- [Exercise goal]
Please write out the final portion of the records below exactly: the line containing "s.name == name)", every line after it, and nothing else.
*** Opening Records supplied ***
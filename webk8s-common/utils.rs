use std::borrow::Cow;

#[cfg(test)]
#[path = "./utils.tests.rs"]
mod utils_tests;

/// Takes the longest decodable part of the `buffer` and returns it as text with normalized line endings.\
/// Bytes of an unfinished multi-byte character (and a trailing carriage return) stay in the buffer
/// waiting for the next chunk, unless `is_final` is set.\
/// **Note** that invalid UTF-8 sequences are replaced with `U+FFFD`.
pub fn drain_text(buffer: &mut Vec<u8>, is_final: bool) -> String {
    let end = if is_final { buffer.len() } else { complete_len(buffer) };
    if end == 0 {
        return String::new();
    }

    let text = normalize_line_endings(&String::from_utf8_lossy(&buffer[..end])).into_owned();
    buffer.drain(..end);

    text
}

/// Replaces `\r\n` and lone `\r` with `\n`.
pub fn normalize_line_endings(input: &str) -> Cow<'_, str> {
    if !input.contains('\r') {
        return Cow::Borrowed(input);
    }

    let mut result = String::with_capacity(input.len());
    let mut found_cr = false;
    for ch in input.chars() {
        if found_cr {
            found_cr = false;
            result.push('\n');
            if ch == '\n' {
                continue;
            }
        }

        match ch {
            '\r' => found_cr = true,
            other => result.push(other),
        }
    }

    if found_cr {
        result.push('\n');
    }

    Cow::Owned(result)
}

/// Returns length of the `buffer` part that does not end in the middle of a character or a line ending.
fn complete_len(buffer: &[u8]) -> usize {
    let mut end = buffer.len();
    let tail_start = end.saturating_sub(3);

    for i in (tail_start..end).rev() {
        let byte = buffer[i];
        if byte & 0b1100_0000 == 0b1000_0000 {
            continue;
        }

        let expected = match byte {
            b if b >= 0b1111_0000 => 4,
            b if b >= 0b1110_0000 => 3,
            b if b >= 0b1100_0000 => 2,
            _ => 1,
        };
        if i + expected > end {
            end = i;
        }

        break;
    }

    if end > 0 && buffer[end - 1] == b'\r' {
        end -= 1;
    }

    end
}
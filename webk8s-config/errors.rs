/// Possible errors from configuration files manipulation.
#[derive(thiserror::Error, Debug)]
pub enum ConfigError {
    /// Cannot read configuration file.
    #[error("cannot read configuration file")]
    IoError(#[from] std::io::Error),

    /// Cannot deserialize configuration.
    #[error("cannot deserialize configuration")]
    SerializationError(#[from] serde_yaml::Error),
}
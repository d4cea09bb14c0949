use rstest::rstest;

use super::*;

#[test]
fn parse_partial_config_test() {
    let config = Config::parse(
        r"
server:
  port: 9090
logs:
  tail_lines: 60
",
    )
    .unwrap();

    assert_eq!(9090, config.server.port);
    assert_eq!(ServerConfig::default().address, config.server.address);
    assert_eq!(PathBuf::from("./ui"), config.server.assets);
    assert_eq!(60, config.logs.tail_lines);
    assert_eq!(ClusterConfig::default(), config.cluster);
}

#[rstest]
#[case("")]
#[case("   \n")]
#[case("{}")]
fn parse_empty_config_test(#[case] text: &str) {
    assert_eq!(Config::default(), Config::parse(text).unwrap());
}

#[test]
fn parse_invalid_config_test() {
    assert!(matches!(
        Config::parse("server:\n  port: not-a-number\n"),
        Err(ConfigError::SerializationError(_))
    ));
}

#[test]
fn namespaces_timeout_test() {
    let config = Config::parse("cluster:\n  namespaces_timeout: 3\n").unwrap();
    assert_eq!(Duration::from_secs(3), config.cluster.namespaces_timeout());
    assert!(!config.cluster.insecure);
}

#[tokio::test]
async fn load_missing_explicit_file_test() {
    let result = Config::load_or_default(Some(Path::new("/definitely/not/here/config.yaml"))).await;
    assert!(matches!(result, Err(ConfigError::IoError(_))));
}
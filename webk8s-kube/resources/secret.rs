use k8s_openapi::api::core::v1::Secret;
use serde::Serialize;

/// Status summary of the `secret` kubernetes resource.
#[derive(Debug, Clone, PartialEq, Serialize)]
pub struct SecretSummary {
    #[serde(rename = "type")]
    pub type_: String,
}

impl From<&Secret> for SecretSummary {
    fn from(secret: &Secret) -> Self {
        Self {
            type_: secret.type_.clone().unwrap_or_default(),
        }
    }
}
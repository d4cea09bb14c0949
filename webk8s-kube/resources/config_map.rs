use k8s_openapi::api::core::v1::ConfigMap;
use serde::Serialize;

/// Status summary of the `configmap` kubernetes resource.\
/// **Note** that only text data entries are counted.
#[derive(Debug, Clone, PartialEq, Serialize)]
pub struct ConfigMapSummary {
    pub keys: usize,
}

impl From<&ConfigMap> for ConfigMapSummary {
    fn from(config_map: &ConfigMap) -> Self {
        Self {
            keys: config_map.data.as_ref().map(|d| d.len()).unwrap_or_default(),
        }
    }
}
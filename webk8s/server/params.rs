use serde::Deserialize;
use webk8s_kube::utils::is_valid_name;

use super::ApiError;

#[derive(Debug, Deserialize)]
pub struct ResourcesQuery {
    pub namespace: Option<String>,
    #[serde(rename = "type")]
    pub kind: Option<String>,
}

#[derive(Debug, Deserialize)]
pub struct PodQuery {
    pub namespace: Option<String>,
    pub pod: Option<String>,
}

impl PodQuery {
    /// Returns validated namespace and pod name.
    pub fn validate(&self) -> Result<(&str, &str), ApiError> {
        match (non_empty(&self.namespace), non_empty(&self.pod)) {
            (Some(namespace), Some(pod)) => Ok((valid_name(namespace, "namespace")?, valid_name(pod, "pod")?)),
            _ => Err(ApiError::MissingParameters("namespace and pod")),
        }
    }
}

#[derive(Debug, Deserialize)]
pub struct NodeQuery {
    pub node: Option<String>,
}

impl NodeQuery {
    pub fn validate(&self) -> Result<&str, ApiError> {
        valid_name(required(&self.node, "node")?, "node")
    }
}

#[derive(Debug, Deserialize)]
pub struct ServiceQuery {
    pub namespace: Option<String>,
    pub service: Option<String>,
}

impl ServiceQuery {
    pub fn validate(&self) -> Result<(&str, &str), ApiError> {
        match (non_empty(&self.namespace), non_empty(&self.service)) {
            (Some(namespace), Some(service)) => Ok((
                valid_name(namespace, "namespace")?,
                valid_name(service, "service")?,
            )),
            _ => Err(ApiError::MissingParameters("namespace and service")),
        }
    }
}

#[derive(Debug, Deserialize)]
pub struct ConfigMapQuery {
    pub namespace: Option<String>,
    pub configmap: Option<String>,
}

impl ConfigMapQuery {
    pub fn validate(&self) -> Result<(&str, &str), ApiError> {
        match (non_empty(&self.namespace), non_empty(&self.configmap)) {
            (Some(namespace), Some(configmap)) => Ok((
                valid_name(namespace, "namespace")?,
                valid_name(configmap, "configmap")?,
            )),
            _ => Err(ApiError::MissingParameters("namespace and configmap")),
        }
    }
}

/// Returns value of the required parameter `name`, or error if it is missing or empty.
pub fn required<'a>(value: &'a Option<String>, name: &'static str) -> Result<&'a str, ApiError> {
    non_empty(value).ok_or(ApiError::MissingParameter(name))
}

/// Returns `value` if it is a valid kubernetes object name.
pub fn valid_name<'a>(value: &'a str, name: &'static str) -> Result<&'a str, ApiError> {
    if is_valid_name(value) {
        Ok(value)
    } else {
        Err(ApiError::InvalidName(name))
    }
}

fn non_empty(value: &Option<String>) -> Option<&str> {
    value.as_deref().filter(|v| !v.is_empty())
}
use k8s_openapi::serde_json::{json, to_value};
use rstest::rstest;

use super::*;

#[rstest]
#[case("pods", ResourceKind::Pods)]
#[case("PODS", ResourceKind::Pods)]
#[case("Nodes", ResourceKind::Nodes)]
#[case("cronJobs", ResourceKind::CronJobs)]
#[case("ReplicaSets", ResourceKind::ReplicaSets)]
#[case("configmaps", ResourceKind::ConfigMaps)]
fn parse_kind_test(#[case] input: &str, #[case] expected: ResourceKind) {
    assert_eq!(expected, input.parse::<ResourceKind>().unwrap());
}

#[rstest]
#[case("widgets")]
#[case("pod")]
#[case("")]
fn parse_unsupported_kind_test(#[case] input: &str) {
    let result = input.parse::<ResourceKind>();
    assert!(matches!(result, Err(ClusterError::UnsupportedKind(_))));
}

#[test]
fn unsupported_kind_message_test() {
    let error = "Widgets".parse::<ResourceKind>().unwrap_err();
    assert_eq!("unsupported resource type: widgets", error.to_string());
}

#[test]
fn kinds_roundtrip_keys_test() {
    for kind in RESOURCE_KINDS {
        assert_eq!(kind, kind.key().parse::<ResourceKind>().unwrap());
    }

    assert_eq!(1, RESOURCE_KINDS.iter().filter(|k| !k.is_namespaced()).count());
}

#[test]
fn serialize_kind_test() {
    assert_eq!(
        json!({ "key": "statefulsets", "label": "StatefulSets" }),
        to_value(ResourceKind::StatefulSets).unwrap()
    );
}
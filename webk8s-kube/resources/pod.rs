use k8s_openapi::api::core::v1::Pod;
use serde::Serialize;

/// Status summary of the `pod` kubernetes resource.
#[derive(Debug, Clone, PartialEq, Serialize)]
#[serde(rename_all = "camelCase")]
pub struct PodSummary {
    pub phase: String,
    pub ready: String,
    pub restarts: i64,
    pub node_name: String,
    pub reason: String,
}

impl From<&Pod> for PodSummary {
    fn from(pod: &Pod) -> Self {
        Self {
            phase: pod.status.as_ref().and_then(|s| s.phase.clone()).unwrap_or_default(),
            ready: ready_ratio(pod),
            restarts: restart_count(pod),
            node_name: pod.spec.as_ref().and_then(|s| s.node_name.clone()).unwrap_or_default(),
            reason: waiting_reason(pod),
        }
    }
}

/// Returns `ready/total` string, where `total` is the number of containers declared in the pod spec.
pub fn ready_ratio(pod: &Pod) -> String {
    let total = pod.spec.as_ref().map(|s| s.containers.len()).unwrap_or_default();
    let ready = pod
        .status
        .as_ref()
        .and_then(|s| s.container_statuses.as_ref())
        .map(|statuses| statuses.iter().filter(|s| s.ready).count())
        .unwrap_or_default();

    format!("{ready}/{total}")
}

/// Returns sum of restart counters of all pod containers.
pub fn restart_count(pod: &Pod) -> i64 {
    pod.status
        .as_ref()
        .and_then(|s| s.container_statuses.as_ref())
        .map(|statuses| statuses.iter().map(|s| i64::from(s.restart_count)).sum())
        .unwrap_or_default()
}

/// Returns first non-empty waiting reason, scanning containers in the pod spec order.
pub fn waiting_reason(pod: &Pod) -> String {
    let Some(statuses) = pod.status.as_ref().and_then(|s| s.container_statuses.as_ref()) else {
        return String::new();
    };

    let reason_of = |name: &str| {
        statuses
            .iter()
            .filter(|s| s.name == name)
            .filter_map(|s| s.state.as_ref()?.waiting.as_ref()?.reason.as_deref())
            .find(|r| !r.is_empty())
    };

    pod.spec
        .iter()
        .flat_map(|s| s.containers.iter())
        .find_map(|c| reason_of(&c.name))
        .unwrap_or_default()
        .to_owned()
}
*** Closing Records supplied ***
- [Answer section]
            .filter(|s| s.name == name)
            .filter_map(|s| s.state.as_ref()?.waiting.as_ref()?.reason.as_deref())
            .find(|r| !r.is_empty())
    };

    pod.spec
        .iter()
        .flat_map(|s| s.containers.iter())
        .find_map(|c| reason_of(&c.name))
        .unwrap_or_default()
        .to_owned()
}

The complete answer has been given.